Independence of a Person in the Early Journalism of N. S. Leskov of the Late 1850s — Early 1860s
Abstract
The author turns to the journalism of the early 1860s — the time of economic and political reforms in the Russian Empire, accompanied by a powerful surge of magazine activity as an intellectual and socio-political practice. The path of the writer N. S. Leskov (1831–1895) lay in literature through journalism, his early articles are the subject of the author’s analysis. The main thesis of this article is determined by the interest of the beginning journalist and writer in affi rming the essential importance of independence and self-respect of a person as a supporting value in the process of reforming social relations of the Russian Empire. Leskov, analyzing the existing social problems of the Russian Empire: bribery, unemployment of commoner youth, class isolation of the population, hired labor and owner arbitrariness, enslaving conditions of child and female labor, the state of the “distilling industry”, the resettlement of peasants (colonization of outlying territories), etc., believes that the value of self-respect of a person is a necessary condition for the development and improvement of both the economy and Russian society as a whole. The realization of this value, as Leskov believed, depends on the level of development of education in society for people who do not belong to the nobility, that is, on the solution of the practical task of enlightenment and education of the people.

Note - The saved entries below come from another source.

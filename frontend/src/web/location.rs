//! `location.hash` 封装
//!
//! 所有对 window.location 的操作都集中在此模块。

use talkboard::Location;
use wasm_bindgen::prelude::*;

fn browser_location() -> Option<web_sys::Location> {
    web_sys::window().map(|w| w.location())
}

/// 基于 URL 片段的位置实现
#[derive(Debug, Clone, Copy, Default)]
pub struct HashLocation;

impl Location for HashLocation {
    fn fragment(&self) -> String {
        browser_location()
            .and_then(|l| l.hash().ok())
            .map(|hash| hash.trim_start_matches('#').to_string())
            .unwrap_or_default()
    }

    fn set_fragment(&self, path: &str) {
        let path = path.trim_start_matches('#');
        if self.fragment() == path {
            return;
        }
        if let Some(location) = browser_location() {
            if let Err(e) = location.set_hash(path) {
                tracing::warn!(error = ?e, path, "failed to set location hash");
            }
        }
    }

    fn listen(&self, listener: Box<dyn Fn()>) {
        let closure = Closure::<dyn Fn()>::new(move || listener());

        if let Some(window) = web_sys::window() {
            let _ = window
                .add_event_listener_with_callback("hashchange", closure.as_ref().unchecked_ref());
        }

        // 泄漏闭包以保持监听器存活
        closure.forget();
    }
}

The author of the article concludes that the coincidence in time in Leskov’s biography of the idea of human independence and his fi nding his place as a writer in the complex world of Russian post-reform literature is not accidental. In the early 1860s, many things coincided: reforms that began with the liberation of the peasants, the breakdown of the class structure of Russian society, the passing of “Old Rus'”, etc. The writer Leskov became a rationally thinking singer of this complex period of Russian imperial society, realizing the independence of his literary creative destiny, having begun it with a journalistic practical word.